Virology professor Ian Jones from the University of Reading in the UK noted that the data released so far indicates that the experimental vaccines protect against COVID-19 but may not give the “sterilising immunity” to stop an infection altogether.
“The problem with that would be that someone who’s vaccinated could still be infected and could then spread the virus, so it’s not the perfect solution,” he told Insight.
Even so, he views the development of a vaccine as “the most useful way forward”.
“What we're aiming for is a vaccine that takes away the fear of the disease,” he said. “If you get vaccinated, and you’re pretty confident that you're not going to die, then I don't think people will worry too much.”
And of all the solutions to the pandemic, a vaccine is “probably the most cost-effective”, believes Dr Kim. “A vaccine is the one potential intervention that’ll get us back to something similar to what we had before,” he said.
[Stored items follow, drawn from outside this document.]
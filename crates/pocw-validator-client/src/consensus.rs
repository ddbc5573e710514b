//! Local weighted consensus: computed when no aggregator is configured.

use shared_types::entities::{ConsensusResult, ValidatorVote, Vote};

/// Computes the weighted accept/reject outcome for a set of votes.
///
/// Tie-break at exactly half the total weight is a reject — the inequality
/// is strict.
pub fn compute(event_id: &str, votes: Vec<ValidatorVote>) -> ConsensusResult {
    let total_weight: f64 = votes.iter().map(|v| v.weight).sum();
    let accept_weight: f64 = votes
        .iter()
        .filter(|v| v.vote == Vote::Accept)
        .map(|v| v.weight)
        .sum();
    let reject_weight = total_weight - accept_weight;

    let consensus_reached = accept_weight > total_weight / 2.0;
    let final_decision = if consensus_reached { Vote::Accept } else { Vote::Reject };

    ConsensusResult {
        event_id: event_id.to_string(),
        votes,
        total_weight,
        accept_weight,
        reject_weight,
        final_decision,
        consensus_reached,
    }
}

#[cfg(test)]
mod tests {
    use super::*;
    use shared_types::clock::VectorClockSnapshot;
    use shared_types::entities::ValidatorRole;

    fn vote(weight: f64, decision: Vote) -> ValidatorVote {
        ValidatorVote {
            event_id: "e1".to_string(),
            validator_id: 2,
            validator_role: ValidatorRole::Ui,
            vote: decision,
            score: if decision == Vote::Accept { 0.9 } else { 0.1 },
            weight,
            reason: String::new(),
            vlc_state: VectorClockSnapshot::empty(1),
            signature: String::new(),
        }
    }

    #[test]
    fn weighted_majority_accepts() {
        let votes = vec![
            vote(0.4, Vote::Accept),
            vote(0.2, Vote::Reject),
            vote(0.4, Vote::Accept),
        ];
        let result = compute("e1", votes);
        assert_eq!(result.accept_weight, 0.8);
        assert!(result.consensus_reached);
        assert_eq!(result.final_decision, Vote::Accept);
    }

    #[test]
    fn weighted_minority_rejects() {
        let votes = vec![
            vote(0.4, Vote::Accept),
            vote(0.2, Vote::Reject),
            vote(0.4, Vote::Reject),
        ];
        let result = compute("e1", votes);
        assert_eq!(result.accept_weight, 0.4);
        assert!(!result.consensus_reached);
        assert_eq!(result.final_decision, Vote::Reject);
    }

    #[test]
    fn exact_tie_rejects() {
        let votes = vec![vote(0.5, Vote::Accept), vote(0.5, Vote::Reject)];
        let result = compute("e1", votes);
        assert!(!result.consensus_reached, "exact half must reject, not accept");
    }
}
How similar will depend “a little bit on the qualities of the vaccine” and also on “several of the unknown things about the virus and viral infection in the population”.
“We’ve learned a tremendous amount in six and a half months, but it’s not enough,” he noted.
Assuming vaccination rates are at 60 to 70 per cent five years from now, however, then he would say “we’ve protected the population from the consequences of an outbreak”.
“You’ll see an occasional COVID-19 infection that’ll look like someone has a fever and maybe some cough or shortness of breath. You’ll test them, and you’ll find COVID. But it won’t spread in the population because enough people are immune.”
For now, the “bread and butter” is safe distancing, a high level of hygiene “and all that”, said Prof Ooi. “Then you overlay that (with) vaccines and drugs. Then we have a chance of really overcoming this virus.”